Problem requirements:
Where in the entries below does "before" appear? Copy every line that has it.

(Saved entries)
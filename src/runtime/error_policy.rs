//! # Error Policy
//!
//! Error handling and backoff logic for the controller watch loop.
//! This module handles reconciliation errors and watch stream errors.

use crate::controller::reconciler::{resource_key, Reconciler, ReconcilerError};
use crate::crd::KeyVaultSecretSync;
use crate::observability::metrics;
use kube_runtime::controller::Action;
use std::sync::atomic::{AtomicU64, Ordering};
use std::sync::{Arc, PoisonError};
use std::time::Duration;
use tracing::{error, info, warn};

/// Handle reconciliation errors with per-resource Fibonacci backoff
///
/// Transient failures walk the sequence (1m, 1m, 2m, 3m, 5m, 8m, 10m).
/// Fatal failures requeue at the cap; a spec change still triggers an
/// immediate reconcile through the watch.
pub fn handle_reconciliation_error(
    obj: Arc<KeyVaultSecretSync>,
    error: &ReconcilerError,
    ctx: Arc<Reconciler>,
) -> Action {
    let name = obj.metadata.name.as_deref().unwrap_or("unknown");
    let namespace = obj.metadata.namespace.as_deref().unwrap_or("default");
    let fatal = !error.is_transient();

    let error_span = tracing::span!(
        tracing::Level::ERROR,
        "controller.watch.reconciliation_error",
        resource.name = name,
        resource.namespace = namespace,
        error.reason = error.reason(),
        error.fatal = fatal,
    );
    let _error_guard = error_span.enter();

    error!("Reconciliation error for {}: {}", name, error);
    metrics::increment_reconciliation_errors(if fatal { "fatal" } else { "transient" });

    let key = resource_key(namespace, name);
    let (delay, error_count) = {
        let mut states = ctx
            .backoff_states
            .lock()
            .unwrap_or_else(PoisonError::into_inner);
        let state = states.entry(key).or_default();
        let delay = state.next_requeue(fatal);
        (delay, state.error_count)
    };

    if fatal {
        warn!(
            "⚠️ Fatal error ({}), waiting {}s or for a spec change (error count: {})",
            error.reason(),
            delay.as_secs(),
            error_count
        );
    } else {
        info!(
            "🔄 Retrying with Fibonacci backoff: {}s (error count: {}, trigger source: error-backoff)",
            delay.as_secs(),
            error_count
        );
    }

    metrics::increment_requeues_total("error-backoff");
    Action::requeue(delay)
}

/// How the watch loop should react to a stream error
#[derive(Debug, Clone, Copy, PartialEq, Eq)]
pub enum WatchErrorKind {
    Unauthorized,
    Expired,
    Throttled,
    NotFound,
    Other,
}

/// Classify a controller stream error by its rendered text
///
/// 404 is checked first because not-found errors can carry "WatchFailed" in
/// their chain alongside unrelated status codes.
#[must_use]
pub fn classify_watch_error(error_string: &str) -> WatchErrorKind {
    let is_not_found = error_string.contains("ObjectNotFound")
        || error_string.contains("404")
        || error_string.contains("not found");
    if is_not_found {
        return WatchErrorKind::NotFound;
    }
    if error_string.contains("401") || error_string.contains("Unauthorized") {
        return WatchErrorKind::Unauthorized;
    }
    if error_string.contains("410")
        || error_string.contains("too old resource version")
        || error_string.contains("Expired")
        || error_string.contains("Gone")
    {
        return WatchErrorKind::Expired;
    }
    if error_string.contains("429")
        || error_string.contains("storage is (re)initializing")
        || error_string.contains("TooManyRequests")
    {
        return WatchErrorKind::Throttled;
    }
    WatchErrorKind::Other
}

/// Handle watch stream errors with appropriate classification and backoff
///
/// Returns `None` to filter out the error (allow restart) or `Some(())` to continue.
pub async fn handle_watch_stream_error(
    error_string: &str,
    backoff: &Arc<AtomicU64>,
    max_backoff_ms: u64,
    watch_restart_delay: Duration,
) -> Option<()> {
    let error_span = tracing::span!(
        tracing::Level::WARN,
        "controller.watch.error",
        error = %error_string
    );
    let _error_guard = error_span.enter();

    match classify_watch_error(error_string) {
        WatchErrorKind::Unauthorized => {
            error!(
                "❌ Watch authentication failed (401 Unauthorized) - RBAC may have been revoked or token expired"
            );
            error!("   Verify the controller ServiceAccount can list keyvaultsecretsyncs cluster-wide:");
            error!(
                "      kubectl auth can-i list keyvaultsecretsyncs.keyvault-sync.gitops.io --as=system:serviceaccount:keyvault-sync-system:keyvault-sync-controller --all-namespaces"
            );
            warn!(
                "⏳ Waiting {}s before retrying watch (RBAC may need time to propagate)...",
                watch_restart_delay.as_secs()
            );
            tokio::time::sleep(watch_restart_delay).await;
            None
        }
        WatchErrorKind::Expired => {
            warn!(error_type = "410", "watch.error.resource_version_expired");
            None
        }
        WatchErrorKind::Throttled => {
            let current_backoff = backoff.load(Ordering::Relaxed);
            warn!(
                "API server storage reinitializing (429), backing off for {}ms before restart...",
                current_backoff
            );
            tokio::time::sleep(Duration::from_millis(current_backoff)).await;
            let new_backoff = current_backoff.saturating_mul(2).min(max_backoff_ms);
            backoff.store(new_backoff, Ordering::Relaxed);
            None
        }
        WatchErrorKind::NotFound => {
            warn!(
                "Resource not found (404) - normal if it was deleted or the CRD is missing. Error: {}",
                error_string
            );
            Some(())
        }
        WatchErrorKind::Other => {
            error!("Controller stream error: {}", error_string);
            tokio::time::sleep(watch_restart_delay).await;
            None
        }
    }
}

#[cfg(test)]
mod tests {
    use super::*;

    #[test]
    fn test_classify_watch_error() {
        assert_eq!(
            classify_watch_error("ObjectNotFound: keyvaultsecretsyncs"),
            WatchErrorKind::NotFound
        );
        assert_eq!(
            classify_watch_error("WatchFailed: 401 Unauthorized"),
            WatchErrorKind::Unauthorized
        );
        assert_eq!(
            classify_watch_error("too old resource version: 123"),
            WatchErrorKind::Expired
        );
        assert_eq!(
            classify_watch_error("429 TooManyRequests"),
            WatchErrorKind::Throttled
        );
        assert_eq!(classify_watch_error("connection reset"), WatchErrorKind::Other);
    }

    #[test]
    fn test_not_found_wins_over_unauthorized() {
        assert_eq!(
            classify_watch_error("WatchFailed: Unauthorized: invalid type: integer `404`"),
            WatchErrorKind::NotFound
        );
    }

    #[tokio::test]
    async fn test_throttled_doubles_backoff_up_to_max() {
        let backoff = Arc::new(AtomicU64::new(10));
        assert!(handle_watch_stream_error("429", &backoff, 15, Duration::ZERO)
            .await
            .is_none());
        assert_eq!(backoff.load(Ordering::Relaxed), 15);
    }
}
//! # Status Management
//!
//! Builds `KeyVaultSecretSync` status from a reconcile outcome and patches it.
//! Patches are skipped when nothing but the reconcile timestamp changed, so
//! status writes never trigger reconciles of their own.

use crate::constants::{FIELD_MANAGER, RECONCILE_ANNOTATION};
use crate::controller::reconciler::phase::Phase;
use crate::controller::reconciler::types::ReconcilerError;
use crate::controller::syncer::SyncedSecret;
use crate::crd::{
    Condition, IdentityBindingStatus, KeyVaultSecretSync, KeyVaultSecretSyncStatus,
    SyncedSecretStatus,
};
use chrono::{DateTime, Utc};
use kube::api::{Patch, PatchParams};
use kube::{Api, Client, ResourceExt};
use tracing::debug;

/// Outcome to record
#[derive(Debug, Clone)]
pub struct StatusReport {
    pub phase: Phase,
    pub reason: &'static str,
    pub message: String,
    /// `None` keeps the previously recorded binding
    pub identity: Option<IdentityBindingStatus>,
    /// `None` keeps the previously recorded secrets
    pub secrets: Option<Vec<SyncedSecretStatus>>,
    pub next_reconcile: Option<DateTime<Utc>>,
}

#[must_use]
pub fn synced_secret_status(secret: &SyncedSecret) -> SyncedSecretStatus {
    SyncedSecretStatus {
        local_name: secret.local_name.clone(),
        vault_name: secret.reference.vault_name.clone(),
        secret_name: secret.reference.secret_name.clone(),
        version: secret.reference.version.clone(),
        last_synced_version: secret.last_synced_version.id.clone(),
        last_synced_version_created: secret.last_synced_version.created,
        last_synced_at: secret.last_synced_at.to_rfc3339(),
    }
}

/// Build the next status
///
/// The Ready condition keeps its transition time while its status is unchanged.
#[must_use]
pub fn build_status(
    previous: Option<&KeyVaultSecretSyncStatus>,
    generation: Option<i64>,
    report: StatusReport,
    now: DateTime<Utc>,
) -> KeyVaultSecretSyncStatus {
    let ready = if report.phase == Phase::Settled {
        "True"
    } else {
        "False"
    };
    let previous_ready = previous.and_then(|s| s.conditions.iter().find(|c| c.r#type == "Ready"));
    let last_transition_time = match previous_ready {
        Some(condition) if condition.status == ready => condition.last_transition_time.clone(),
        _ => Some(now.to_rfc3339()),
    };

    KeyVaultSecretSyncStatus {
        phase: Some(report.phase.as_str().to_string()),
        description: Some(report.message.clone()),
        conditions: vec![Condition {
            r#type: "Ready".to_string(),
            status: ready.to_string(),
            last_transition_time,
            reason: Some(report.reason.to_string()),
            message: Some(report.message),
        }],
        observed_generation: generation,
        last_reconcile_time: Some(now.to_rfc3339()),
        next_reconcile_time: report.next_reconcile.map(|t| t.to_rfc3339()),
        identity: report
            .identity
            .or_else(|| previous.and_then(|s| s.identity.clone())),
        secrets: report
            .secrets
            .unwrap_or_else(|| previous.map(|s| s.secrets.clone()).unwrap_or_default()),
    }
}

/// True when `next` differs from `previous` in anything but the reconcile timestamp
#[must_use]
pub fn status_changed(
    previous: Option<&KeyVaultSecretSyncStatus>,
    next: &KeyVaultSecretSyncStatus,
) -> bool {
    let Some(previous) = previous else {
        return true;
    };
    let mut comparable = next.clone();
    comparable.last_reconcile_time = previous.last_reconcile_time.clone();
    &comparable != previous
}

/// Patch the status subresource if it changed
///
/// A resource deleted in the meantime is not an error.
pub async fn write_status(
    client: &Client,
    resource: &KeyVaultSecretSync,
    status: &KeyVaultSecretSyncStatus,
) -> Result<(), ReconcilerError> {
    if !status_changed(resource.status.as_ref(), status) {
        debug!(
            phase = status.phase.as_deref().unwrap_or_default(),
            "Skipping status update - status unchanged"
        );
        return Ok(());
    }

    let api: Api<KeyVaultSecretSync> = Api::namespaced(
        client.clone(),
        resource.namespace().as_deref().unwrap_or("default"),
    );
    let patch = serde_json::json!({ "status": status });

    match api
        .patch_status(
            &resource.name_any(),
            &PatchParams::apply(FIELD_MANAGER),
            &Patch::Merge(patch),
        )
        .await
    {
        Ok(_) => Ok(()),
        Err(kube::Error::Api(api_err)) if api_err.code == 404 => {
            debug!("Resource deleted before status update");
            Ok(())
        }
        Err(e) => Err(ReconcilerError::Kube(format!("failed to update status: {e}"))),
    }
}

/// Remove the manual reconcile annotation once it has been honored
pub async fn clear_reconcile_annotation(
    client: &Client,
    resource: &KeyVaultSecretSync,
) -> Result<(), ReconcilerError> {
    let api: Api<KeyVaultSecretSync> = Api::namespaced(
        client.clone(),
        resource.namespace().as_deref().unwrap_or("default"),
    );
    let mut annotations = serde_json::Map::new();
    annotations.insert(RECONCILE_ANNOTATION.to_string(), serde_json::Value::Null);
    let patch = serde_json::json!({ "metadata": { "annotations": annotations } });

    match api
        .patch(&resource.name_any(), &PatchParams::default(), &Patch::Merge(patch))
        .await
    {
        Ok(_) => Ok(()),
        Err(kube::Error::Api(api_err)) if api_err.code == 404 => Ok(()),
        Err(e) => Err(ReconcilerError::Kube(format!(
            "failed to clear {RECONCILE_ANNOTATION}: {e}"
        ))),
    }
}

Task solution:
                "⏳ Waiting {}s before retrying watch (RBAC may need time to propagate)...",
                "API server storage reinitializing (429), backing off for {}ms before restart...",
            debug!("Resource deleted before status update");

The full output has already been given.